Patti Callahan is a favorite writer of mine, I love her voice and the interesting way she connects her characters in her fiction. I know she is a protege’ of one of the South’s favorite writing sons, Pat Conroy. I’ve seen her speak on a few occasions, and she always presents as very well-spoken and professional. So I have a passing familiarity with her, and with her fiction. I thought I had her “Pegged” as a decent writer, one I could count on to provide an entertaining book, slightly on the “Light” side, with strong female leads that are encountering change and challenge. I thought I “knew” her. That is until I read “Becoming Mrs. Lewis.” This book takes her straight out of the box I had mentally prepared for her as a reader. I was, quite simply, blown away by this book!

Creating a work of literary fiction based on real-life people has to be a tricky feat. The reader has to believe the premise that the author has gotten far enough into the head of her subjects that she can be trusted to turn real-life people and events into a story of her own creation. No matter what facts are available as the bones of this work, the flesh and blood has to be seamlessly woven in to give the book life and a beating heart. Ms. Callahan does all of this and more with her subjects. Joy Davidman, the “Mrs. Lewis” who fell in love with the author and poet C.S. Lewis before she had ever met him, is the main character, and the enigmatic intellectual writer she fell hard for also comes to life, with his huge personality, idiosyncratic thoughts and behaviors, and undeniable charm intact.

Before Joy ever thought about Mr. Lewis, she was a writer, a dreamer, and a skeptic in her own right. She had a complicated and intricate inner life, and a chaotic and unstable real one. She was the wife of another writer, an alcoholic philanderer who seemed to want his family, yet disappeared into the ether at times, leaving Joy confused and alone. The correspondence she began with C.S. Lewis brightened up her days to the point she almost lived for his letters. Their story unravels slowly, and Ms. Callahan lets it be what it was without rushing through the thoughts, emotions, and circumstantial underpinnings that are integral to the tale. As a reader, I was never bored with the intricate detail of what was happening in Joy’s brain, and in her life, because the tiny glimpses into what she was thinking gave me insight about why she chose to leave her husband and two young sons behind to travel to England and meet a person she only knew through letters.

The adventurous spirit of Joy, her willingness to devour life, her need to quench the desires of her heart, her unrelenting pursuit of her “Jack” (C.S. Lewis’ nickname) were all judged harshly in many publications.

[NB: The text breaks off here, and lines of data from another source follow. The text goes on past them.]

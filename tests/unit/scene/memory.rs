use super::*;
use crate::paint::color::ColorDef;
use crate::paint::gradient::GradientKind;
use crate::paint::apply::PaintStop;

fn scene() -> MemoryScene {
    let mut s = MemoryScene::new();
    s.insert(SceneNode::new("g", "layer"));
    s.insert(
        SceneNode::new("rect", "a")
            .class("tile")
            .child_of("layer")
            .attr("x", "0")
            .attr("y", "0")
            .attr("width", "10")
            .attr("height", "20"),
    );
    s.insert(
        SceneNode::new("rect", "b")
            .class("tile")
            .class("hot")
            .child_of("layer")
            .attr("x", "20")
            .attr("y", "0")
            .attr("width", "10")
            .attr("height", "10")
            .transform(Affine::translate((5.0, 5.0))),
    );
    s.insert(SceneNode::new("path", "p").attr("d", "M0 0L10 0L10 10"));
    s
}

fn ids(v: Vec<ElementId>) -> Vec<String> {
    v.into_iter().map(|e| e.0).collect()
}

#[test]
fn selects_by_id_class_tag_and_lists() {
    let s = scene();
    assert_eq!(ids(s.select("#a")), ["a"]);
    assert_eq!(ids(s.select(".tile")), ["a", "b"]);
    assert_eq!(ids(s.select("rect.hot")), ["b"]);
    assert_eq!(ids(s.select("path, #a")), ["a", "p"]);
    assert!(s.select("#missing").is_empty());
}

#[test]
fn finds_descendants_only() {
    let s = scene();
    let layer = ElementId::new("layer");
    assert_eq!(s.find_within(&layer, ".hot"), Some(ElementId::new("b")));
    assert_eq!(s.find_within(&layer, "path"), None);
}

#[test]
fn group_bbox_unions_transformed_children() {
    let s = scene();
    assert_eq!(
        s.bbox(&ElementId::new("layer")),
        Some(Rect::new(0.0, 0.0, 35.0, 20.0))
    );
}

#[test]
fn resizes_rects_and_paths() {
    let mut s = scene();
    let a = ElementId::new("a");
    s.set_size(&a, 40.0, 5.0);
    assert_eq!(s.attr(&a, "width").as_deref(), Some("40"));
    assert_eq!(s.attr(&a, "height").as_deref(), Some("5"));

    let p = ElementId::new("p");
    s.set_size(&p, 20.0, 5.0);
    let bb = s.bbox(&p).unwrap();
    assert!((bb.width() - 20.0).abs() < 1e-9 && (bb.height() - 5.0).abs() < 1e-9);
}

#[test]
fn gradient_paint_is_registered_and_referenced() {
    let mut s = scene();
    let a = ElementId::new("a");
    let g = GradientPaint {
        id: "a-fill-gradient".into(),
        kind: GradientKind::Linear,
        angle: 0.0,
        stops: vec![PaintStop {
            offset: 0.0,
            color: ColorDef::rgba(0.0, 0.0, 0.0, 1.0),
        }],
        vector: None,
    };
    s.set_paint(&a, PaintChannel::Fill, Paint::Gradient(g.clone()));
    assert_eq!(s.attr(&a, "fill").as_deref(), Some("url(#a-fill-gradient)"));
    assert_eq!(s.gradient("a-fill-gradient"), Some(&g));

    s.set_paint(&a, PaintChannel::Stroke, Paint::Solid("red".into()));
    assert_eq!(s.attr(&a, "stroke").as_deref(), Some("red"));
}

#[test]
fn default_measurement_covers_shapes() {
    let s = scene();
    assert_eq!(s.total_length(&ElementId::new("a")), Some(60.0));
    let p = s.point_at_length(&ElementId::new("p"), 15.0).unwrap();
    assert!(p.distance(Point::new(10.0, 5.0)) < 1e-6);
    assert_eq!(s.total_length(&ElementId::new("layer")), None);
}

#[test]
fn snapshot_restores_transform_and_attributes() {
    use crate::scene::element::Snapshot;

    let mut s = scene();
    let b = ElementId::new("b");
    let snap = Snapshot::capture(&s, &b);
    s.set_transform(&b, Affine::scale(3.0));
    s.set_attr(&b, "width", Some("99".into()));
    s.set_attr(&b, "stroke-dasharray", Some("5".into()));
    snap.restore(&mut s, &b);
    assert_eq!(s.transform(&b), Affine::translate((5.0, 5.0)));
    assert_eq!(s.attr(&b, "width").as_deref(), Some("10"));
    assert_eq!(s.attr(&b, "stroke-dasharray"), None);
}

She was considered a religious writer, and nice religious women of the time didn’t behave like she did. However, Patti Callahan reveals the woman behind the judgments, one plagued all of her life with illness, one who tried with all she had to save her marriage, her children, and herself. As a reader, this exploration of a complex woman was refreshing to me. Joy was a fully formed woman, one of deep commitment and desire, one who dared to take a chance most would never approach. I loved her story, one of limitless love and the redemption it eventually gives to one bold enough to reach for it. This is Patti Callahan’s best book, and I hope she writes others with the power and beauty of this one.

I proudly give this book 4/4 stars

Read this one!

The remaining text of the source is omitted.